The ALJ did not find Plaintiff’s testimony convincing for two reasons. (Id.)
First, Plaintiff denied using cocaine in his medical record but failed a drug screen
elsewhere in the record. (Tr. at 192, 267, 259.) Plaintiff stated he used cocaine to
reduce his muscle pain, despite his doctors’ advice to stop the use. (Tr. at 291.)
The ALJ determined that Plaintiff’s drug use “may interfere with his ability to
obtain employment and suggests a strategic move for applying for disability that
undermines his overall credibility.” (Tr. at 26.) Second, the ALJ opined that
Plaintiff’s reported pain levels at various medical visits were “at odds with the
record,” which repeatedly demonstrated evidence that Plaintiff was functional and
in minimal distress. (Tr. at 27.)
Plaintiff’s only contention surrounding the ALJ’s credibility finding appears
to be that the ALJ noted Plaintiff’s cocaine use as part of his credibility
determination. (Tr. at 26). The ALJ was permitted to note the inconsistencies in
the record where Plaintiff repeatedly denied using cocaine, despite abundant
evidence to the contrary. (Tr. at 26, 259). See Tanner v. Astrue, 2012 WL 4754436,
at *5 (S.D. Ga. Aug. 12, 2012) (finding that the ALJ properly rejected the claimant
as a credible source and articulated his reasons for finding that she was a drugseeker); Brown v. Astrue, 2012 WL 4049461, at *6 (M.D. Fla. Sep. 12, 2012)

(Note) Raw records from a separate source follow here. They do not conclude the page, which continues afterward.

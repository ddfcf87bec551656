#![allow(dead_code)]

use std::fs;
use std::path::{Path, PathBuf};

use tempfile::TempDir;

/// Builder for throwaway directory trees on the real filesystem.
pub struct TreeBuilder {
    dir: TempDir,
}

impl TreeBuilder {
    pub fn new() -> Self {
        Self {
            dir: tempfile::tempdir().expect("Failed to create temp dir"),
        }
    }

    pub fn path(&self) -> &Path {
        self.dir.path()
    }

    pub fn dir(self, rel: &str) -> Self {
        fs::create_dir_all(self.dir.path().join(rel)).expect("Failed to create dir");
        self
    }

    pub fn file(self, rel: &str, contents: &str) -> Self {
        let path = self.dir.path().join(rel);
        if let Some(parent) = path.parent() {
            fs::create_dir_all(parent).expect("Failed to create parent dir");
        }
        fs::write(&path, contents).expect("Failed to write file");
        self
    }

    /// Write an executable script at `rel`.
    pub fn script(self, rel: &str, body: &str) -> Self {
        let this = self.file(rel, body);
        make_executable(&this.dir.path().join(rel));
        this
    }

    pub fn build(self) -> TempDir {
        self.dir
    }
}

impl Default for TreeBuilder {
    fn default() -> Self {
        Self::new()
    }
}

#[cfg(unix)]
pub fn make_executable(path: &Path) {
    use std::os::unix::fs::PermissionsExt;
    fs::set_permissions(path, fs::Permissions::from_mode(0o755))
        .expect("Failed to chmod script");
}

#[cfg(not(unix))]
pub fn make_executable(_path: &Path) {}

/// Canonical path of `rel` under `root`, matching what the driver watches.
pub fn canonical(root: &Path, rel: &str) -> PathBuf {
    let root = root.canonicalize().expect("Failed to canonicalize root");
    if rel.is_empty() { root } else { root.join(rel) }
}
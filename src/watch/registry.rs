// src/watch/registry.rs

use std::path::{Path, PathBuf};

use anyhow::anyhow;
use notify::{Config, Event, RecommendedWatcher, RecursiveMode, Watcher};
use tokio::sync::mpsc;
use tracing::{debug, info, warn};

use crate::errors::{OnchangeError, Result};
use crate::watch::event::ChangeEvent;

/// Single ordered stream of change events from every registered directory.
pub type EventStream = mpsc::UnboundedReceiver<ChangeEvent>;

/// Trait abstracting the OS change-notification facility.
///
/// Production code uses [`NotifyRegistry`]; tests can provide an
/// implementation that hands out a stream they feed by hand.
pub trait WatchRegistry: Send {
    /// Start watching `dir` (non-recursively).
    fn register(&mut self, dir: &Path) -> Result<()>;

    /// Hand out the merged event stream. Returns `None` after the first call.
    fn take_events(&mut self) -> Option<EventStream>;

    /// Release all watch handles. The event stream ends once buffered events
    /// have been consumed.
    fn close(&mut self);
}

/// [`WatchRegistry`] backed by `notify::RecommendedWatcher`.
///
/// The notify callback runs on notify's own thread and forwards normalised
/// events into an unbounded channel, so delivery never blocks on the
/// consumer.
pub struct NotifyRegistry {
    watcher: Option<RecommendedWatcher>,
    events: Option<EventStream>,
    watched: Vec<PathBuf>,
}

impl std::fmt::Debug for NotifyRegistry {
    fn fmt(&self, f: &mut std::fmt::Formatter<'_>) -> std::fmt::Result {
        f.debug_struct("NotifyRegistry")
            .field("open", &self.watcher.is_some())
            .field("watched", &self.watched)
            .finish()
    }
}

impl NotifyRegistry {
    pub fn new() -> Result<Self> {
        let (event_tx, event_rx) = mpsc::unbounded_channel::<ChangeEvent>();

        // Closure called synchronously by notify whenever an event arrives.
        let watcher = RecommendedWatcher::new(
            move |res: notify::Result<Event>| match res {
                Ok(event) => {
                    for change in ChangeEvent::from_notify(event) {
                        if event_tx.send(change).is_err() {
                            // Consumer is gone; nothing left to deliver to.
                            return;
                        }
                    }
                }
                Err(err) => {
                    warn!(error = %err, "file watch error");
                }
            },
            Config::default(),
        )
        .map_err(OnchangeError::WatcherInit)?;

        Ok(Self {
            watcher: Some(watcher),
            events: Some(event_rx),
            watched: Vec::new(),
        })
    }

    /// Directories registered so far, in registration order.
    pub fn watched(&self) -> &[PathBuf] {
        &self.watched
    }
}

impl WatchRegistry for NotifyRegistry {
    fn register(&mut self, dir: &Path) -> Result<()> {
        let watcher = self
            .watcher
            .as_mut()
            .ok_or_else(|| OnchangeError::Other(anyhow!("watch registry is closed")))?;

        watcher
            .watch(dir, RecursiveMode::NonRecursive)
            .map_err(|source| OnchangeError::Watch {
                path: dir.to_path_buf(),
                source,
            })?;

        info!("Watching {}", dir.display());
        self.watched.push(dir.to_path_buf());
        Ok(())
    }

    fn take_events(&mut self) -> Option<EventStream> {
        self.events.take()
    }

    fn close(&mut self) {
        if self.watcher.take().is_some() {
            debug!(dirs = self.watched.len(), "file watcher closed");
        }
    }
}
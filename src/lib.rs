// src/lib.rs

pub mod cli;
pub mod config;
pub mod discover;
pub mod dispatch;
pub mod driver;
pub mod errors;
pub mod fs;
pub mod logging;
pub mod watch;

use anyhow::Context;
use tracing::info;

use crate::cli::CliArgs;
use crate::config::Settings;
use crate::dispatch::ProcessRunner;
use crate::driver::Driver;
use crate::errors::Result;
use crate::watch::NotifyRegistry;

/// High-level entry point used by `main.rs`.
///
/// This wires together:
/// - settings validation
/// - script discovery and watch registration
/// - the event dispatcher
/// - Ctrl-C handling
///
/// Returns immediately when no trigger scripts exist; otherwise blocks until
/// Ctrl-C. Running scripts are not waited for on interrupt.
pub async fn run(args: CliArgs) -> Result<()> {
    if args.version {
        println!("{}", cli::VERSION);
        return Ok(());
    }

    let settings = Settings::try_from(args)?;

    let registry = NotifyRegistry::new()?;
    let mut driver = Driver::new(registry, ProcessRunner::new());

    if !driver.start(&settings.script_name, &settings.root)? {
        println!("{}", no_scripts_message(&settings));
        driver.stop();
        return Ok(());
    }

    println!("Press Ctrl-C to stop");
    tokio::signal::ctrl_c()
        .await
        .context("listening for Ctrl-C")?;

    info!("interrupt received; exiting");
    Ok(())
}

fn no_scripts_message(settings: &Settings) -> String {
    format!(
        "No scripts named '{}' found in '{}' or its subfolders!",
        settings.script_name,
        settings.root.display()
    )
}
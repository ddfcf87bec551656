// src/config/model.rs

use std::path::PathBuf;

/// Trigger script name used when `--script` is not given.
pub const DEFAULT_SCRIPT_NAME: &str = ".onchange";

/// Walk root used when `--root` is not given.
pub const DEFAULT_ROOT: &str = ".";

/// Validated runtime settings.
///
/// Construct via `Settings::try_from(CliArgs)` so the script name is known to
/// be a bare file name. Logging flags are consumed by `main` before this is
/// built.
#[derive(Debug, Clone, PartialEq, Eq)]
pub struct Settings {
    /// File name looked up directly inside every directory.
    pub script_name: String,
    /// Starting point of the recursive walk.
    pub root: PathBuf,
}

impl Settings {
    pub(crate) fn new_unchecked(script_name: String, root: PathBuf) -> Self {
        Self { script_name, root }
    }
}

impl Default for Settings {
    fn default() -> Self {
        Self::new_unchecked(DEFAULT_SCRIPT_NAME.to_string(), PathBuf::from(DEFAULT_ROOT))
    }
}
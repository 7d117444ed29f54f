pub mod commands;
pub mod handlers;

// Re-export commonly used pieces for convenience
pub use commands::{CLAP_STYLING, command_argument_builder};
pub use handlers::{
    export_destination, expand_path, handle_delete, handle_export, handle_list, handle_scrape,
    handle_show, handle_ui, store_config,
};
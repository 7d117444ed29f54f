pub mod client;
pub mod company;
pub mod config;
pub mod error;

pub use client::{HttpStore, RecordStore};
pub use company::{Company, CompanyId};
pub use config::{DEFAULT_BASE_URL, StoreConfig};
pub use error::StoreError;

(affirming ALJ’s decision finding that plaintiff was not credible based in part on her
history of drug and alcohol abuse, noncompliance with medical treatment, and
possible drug-seeking behavior). As such, the ALJ’s credibility determination is
supported by the record.
Upon review of the administrative record, and considering all of Mr.
Brown’s arguments, the Court finds the Commissioner’s decision is supported by
substantial evidence and in accord with the applicable law. A separate order will be
DONE and ORDERED on August 12, 2015.